Dataset entries
********

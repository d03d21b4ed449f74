//! Files whose reads happen once, on the master, and are replayed on every
//! slave through a pipe.
//!
//! The read buffer of a cluster file is always exactly one packet's worth: the
//! master fills it from disk and forwards it as one chunk, and a slave's buffer
//! *is* the packet it received. A zero-length packet marks end of file.
//!
//! Each side holds at most one pool packet per file at a time, so a pool
//! limit of one packet per open file is enough.

use crate::multiplexer::{Multiplexer, Session};
use crate::packet::Packet;
use crate::pipe::Pipe;
use crate::types::{AccessMode, ClusterError, NodeRole, Result};
use std::io::SeekFrom;
use std::path::{Path, PathBuf};
use tokio::fs::{File, OpenOptions};
use tokio::io::{AsyncReadExt, AsyncSeekExt, AsyncWriteExt};
use tracing::{debug, info, warn};

const OPEN_OK: u8 = 1;

struct ReadBuffer<B> {
    data: Option<B>,
    cursor: usize,
    eof: bool,
}

impl<B> Default for ReadBuffer<B> {
    fn default() -> Self {
        Self {
            data: None,
            cursor: 0,
            eof: false,
        }
    }
}

impl<B: AsRef<[u8]>> ReadBuffer<B> {
    fn needs_refill(&self) -> bool {
        !self.eof && self.remaining().is_empty()
    }

    fn remaining(&self) -> &[u8] {
        match &self.data {
            Some(data) => &data.as_ref()[self.cursor..],
            None => &[],
        }
    }

    fn refill(&mut self, data: B) {
        self.eof = data.as_ref().is_empty();
        self.cursor = 0;
        self.data = Some(data);
    }

    fn consume(&mut self, out: &mut [u8]) -> usize {
        let available = self.remaining();
        let n = available.len().min(out.len());
        out[..n].copy_from_slice(&available[..n]);
        self.cursor += n;
        n
    }

    /// Drop the buffered data, handing back its storage.
    fn take(&mut self) -> Option<B> {
        self.cursor = 0;
        self.eof = false;
        self.data.take()
    }

    fn discard(&mut self) {
        self.take();
    }
}

/// The master's side: a real file plus the pipe its reads are forwarded on.
pub struct MasterFile<M: Multiplexer> {
    pipe: Pipe<M>,
    file: File,
    path: PathBuf,
    mode: AccessMode,
    buffer: ReadBuffer<Vec<u8>>,
}

/// A slave's side: no file at all, only the forwarded reads.
pub struct SlaveFile<M: Multiplexer> {
    pipe: Pipe<M>,
    path: PathBuf,
    mode: AccessMode,
    buffer: ReadBuffer<Packet>,
}

/// A cluster-transparent file.
///
/// Every node opens the same path with the same mode, in the same order
/// relative to its other pipes, and then issues the same sequence of reads,
/// seeks and size queries. Writes only reach the disk on the master.
pub enum ClusterFile<M: Multiplexer> {
    Master(MasterFile<M>),
    Slave(SlaveFile<M>),
}

impl<M: Multiplexer> ClusterFile<M> {
    /// Open `path` on every node. The master's open result is shared with the
    /// slaves, so a missing file fails everywhere instead of leaving slaves
    /// waiting for data.
    pub async fn open(session: &Session<M>, path: impl AsRef<Path>, mode: AccessMode) -> Result<Self> {
        let path = path.as_ref().to_path_buf();
        let mut pipe = Pipe::open(session)?;

        match session.role() {
            NodeRole::Master => match open_options(mode).open(&path).await {
                Ok(file) => {
                    if let Err(e) = pipe.write(OPEN_OK).and_then(|()| pipe.finish_message()) {
                        warn!(path = %path.display(), error = %e, "cannot announce cluster file");
                        pipe.abort(&format!("cannot open {}: {e}", path.display()))?;
                        return Err(e);
                    }
                    info!(path = %path.display(), ?mode, channel = %pipe.channel(), "opened cluster file");
                    Ok(ClusterFile::Master(MasterFile {
                        pipe,
                        file,
                        path,
                        mode,
                        buffer: ReadBuffer::default(),
                    }))
                }
                Err(e) => {
                    warn!(path = %path.display(), error = %e, "cannot open cluster file");
                    pipe.abort(&format!("cannot open {}: {e}", path.display()))?;
                    pipe.close()?;
                    Err(e.into())
                }
            },
            NodeRole::Slave => {
                let status: u8 = pipe.read().await?;
                if status != OPEN_OK {
                    return Err(ClusterError::Protocol(format!(
                        "unexpected open status {status} for {}",
                        path.display()
                    )));
                }
                debug!(path = %path.display(), ?mode, channel = %pipe.channel(), "attached to cluster file");
                Ok(ClusterFile::Slave(SlaveFile {
                    pipe,
                    path,
                    mode,
                    buffer: ReadBuffer::default(),
                }))
            }
        }
    }

    pub fn role(&self) -> NodeRole {
        match self {
            ClusterFile::Master(_) => NodeRole::Master,
            ClusterFile::Slave(_) => NodeRole::Slave,
        }
    }

    pub fn path(&self) -> &Path {
        match self {
            ClusterFile::Master(f) => &f.path,
            ClusterFile::Slave(f) => &f.path,
        }
    }

    pub fn mode(&self) -> AccessMode {
        match self {
            ClusterFile::Master(f) => f.mode,
            ClusterFile::Slave(f) => f.mode,
        }
    }

    fn pipe(&self) -> &Pipe<M> {
        match self {
            ClusterFile::Master(f) => &f.pipe,
            ClusterFile::Slave(f) => &f.pipe,
        }
    }

    /// Size of the read buffer, which is always one packet.
    pub fn buffer_size(&self) -> usize {
        self.pipe().packet_capacity()
    }

    /// Buffer size requests are ignored: reads must map onto whole packets.
    /// Returns the size actually in effect.
    pub fn set_buffer_size(&mut self, requested: usize) -> usize {
        let size = self.buffer_size();
        if requested != size {
            debug!(requested, size, "cluster file buffer size is fixed to the packet capacity");
        }
        size
    }

    fn check(&self, operation: &'static str, allowed: bool) -> Result<()> {
        if allowed {
            Ok(())
        } else {
            Err(ClusterError::AccessDenied {
                operation,
                mode: self.mode(),
            })
        }
    }

    /// Read up to `buf.len()` bytes. Returns 0 at end of file. A single call
    /// never returns more than what is left in the current packet.
    pub async fn read(&mut self, buf: &mut [u8]) -> Result<usize> {
        self.check("read", self.mode().can_read())?;
        if buf.is_empty() {
            return Ok(0);
        }
        match self {
            ClusterFile::Master(f) => {
                if f.buffer.needs_refill() {
                    f.refill().await?;
                }
                Ok(f.buffer.consume(buf))
            }
            ClusterFile::Slave(f) => {
                if f.buffer.needs_refill() {
                    // Return the drained packet to the pool before the next
                    // one is allocated.
                    f.buffer.discard();
                    let packet = f.pipe.read_chunk().await?;
                    f.buffer.refill(packet);
                }
                Ok(f.buffer.consume(buf))
            }
        }
    }

    pub async fn read_exact(&mut self, mut buf: &mut [u8]) -> Result<()> {
        while !buf.is_empty() {
            let n = self.read(buf).await?;
            if n == 0 {
                return Err(ClusterError::UnexpectedEof);
            }
            let rest = std::mem::take(&mut buf);
            buf = &mut rest[n..];
        }
        Ok(())
    }

    /// Append everything up to end of file to `out`.
    pub async fn read_to_end(&mut self, out: &mut Vec<u8>) -> Result<usize> {
        let mut chunk = vec![0; self.buffer_size()];
        let start = out.len();
        loop {
            let n = self.read(&mut chunk).await?;
            if n == 0 {
                return Ok(out.len() - start);
            }
            out.extend_from_slice(&chunk[..n]);
        }
    }

    /// Write to the master's file at the current read position. Slaves accept
    /// and drop the bytes so the same call site works everywhere.
    ///
    /// Bytes read ahead into the buffer are dropped on every node first, and
    /// the master moves its file back to where the caller stopped reading.
    pub async fn write(&mut self, data: &[u8]) -> Result<usize> {
        self.check("write", self.mode().can_write())?;
        match self {
            ClusterFile::Master(f) => {
                let unread = f.buffer.remaining().len();
                f.buffer.discard();
                if unread > 0 {
                    // Bounded by the packet capacity, so it fits an i64.
                    let back = -(unread as i64);
                    if let Err(e) = f.file.seek(SeekFrom::Current(back)).await {
                        return Err(f.fail("seek", e));
                    }
                }
                f.file.write_all(data).await?;
                Ok(data.len())
            }
            ClusterFile::Slave(f) => {
                f.buffer.discard();
                Ok(data.len())
            }
        }
    }

    pub async fn flush(&mut self) -> Result<()> {
        if let ClusterFile::Master(f) = self {
            f.file.flush().await?;
        }
        Ok(())
    }

    /// The file's size. The master queries the real file and broadcasts the
    /// answer; slaves receive it.
    pub async fn get_size(&mut self) -> Result<u64> {
        match self {
            ClusterFile::Master(f) => {
                let size = match f.file.metadata().await {
                    Ok(metadata) => metadata.len(),
                    Err(e) => return Err(f.fail("size query", e)),
                };
                if let Err(e) = f.pipe.write(size).and_then(|()| f.pipe.finish_message()) {
                    return Err(f.fail("size query", e));
                }
                Ok(size)
            }
            ClusterFile::Slave(f) => f.pipe.read().await,
        }
    }

    /// Move the read position to `pos` bytes from the start. Buffered data is
    /// dropped on every node.
    pub async fn seek(&mut self, pos: u64) -> Result<()> {
        match self {
            ClusterFile::Master(f) => {
                if let Err(e) = f.file.seek(SeekFrom::Start(pos)).await {
                    return Err(f.fail("seek", e));
                }
                f.buffer.discard();
            }
            ClusterFile::Slave(f) => f.buffer.discard(),
        }
        Ok(())
    }

    /// The master's underlying file. Slaves have none.
    pub fn file(&self) -> Result<&File> {
        match self {
            ClusterFile::Master(f) => Ok(&f.file),
            ClusterFile::Slave(_) => Err(ClusterError::RoleViolation {
                operation: "file",
                role: NodeRole::Slave,
            }),
        }
    }

    #[cfg(unix)]
    pub fn raw_fd(&self) -> Result<std::os::fd::RawFd> {
        use std::os::fd::AsRawFd;
        self.file().map(|file| file.as_raw_fd())
    }

    pub async fn close(mut self) -> Result<()> {
        if self.mode().can_write() {
            self.flush().await?;
        }
        match self {
            ClusterFile::Master(f) => f.pipe.close(),
            ClusterFile::Slave(f) => f.pipe.close(),
        }
    }
}

impl<M: Multiplexer> MasterFile<M> {
    /// Read the next packet's worth from disk and forward it. The read-ahead
    /// buffer is reused, so only the chunk in flight borrows from the pool.
    async fn refill(&mut self) -> Result<()> {
        let mut bytes = self.buffer.take().unwrap_or_default();
        bytes.resize(self.pipe.packet_capacity(), 0);
        let filled = match fill(&mut self.file, &mut bytes).await {
            Ok(filled) => filled,
            Err(e) => return Err(self.fail("read", e)),
        };
        bytes.truncate(filled);
        if let Err(e) = self.pipe.write_chunk(&bytes) {
            return Err(self.fail("read", e));
        }
        self.buffer.refill(bytes);
        Ok(())
    }

    /// Report a failure to the slaves before handing it to the caller, so
    /// they do not wait for data that will never come.
    fn fail(&mut self, operation: &str, error: impl Into<ClusterError>) -> ClusterError {
        let error = error.into();
        let reason = format!("{operation} of {} failed: {error}", self.path.display());
        warn!(%reason, "cluster file failed on master");
        if let Err(e) = self.pipe.abort(&reason) {
            warn!(error = %e, "could not signal file failure to slaves");
        }
        error
    }
}

/// Read until `buf` is full or the file ends.
async fn fill(file: &mut File, buf: &mut [u8]) -> std::io::Result<usize> {
    let mut filled = 0;
    while filled < buf.len() {
        let n = file.read(&mut buf[filled..]).await?;
        if n == 0 {
            break;
        }
        filled += n;
    }
    Ok(filled)
}

fn open_options(mode: AccessMode) -> OpenOptions {
    let mut options = OpenOptions::new();
    match mode {
        AccessMode::ReadOnly => options.read(true),
        AccessMode::WriteOnly => options.write(true).create(true).truncate(true),
        AccessMode::ReadWrite => options.read(true).write(true).create(true),
    };
    options
}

********

» Your goal
When a line of the records holds the word "always", copy that line.

» Exercise output
//! The read buffer of a cluster file is always exactly one packet's worth: the
    /// Size of the read buffer, which is always one packet.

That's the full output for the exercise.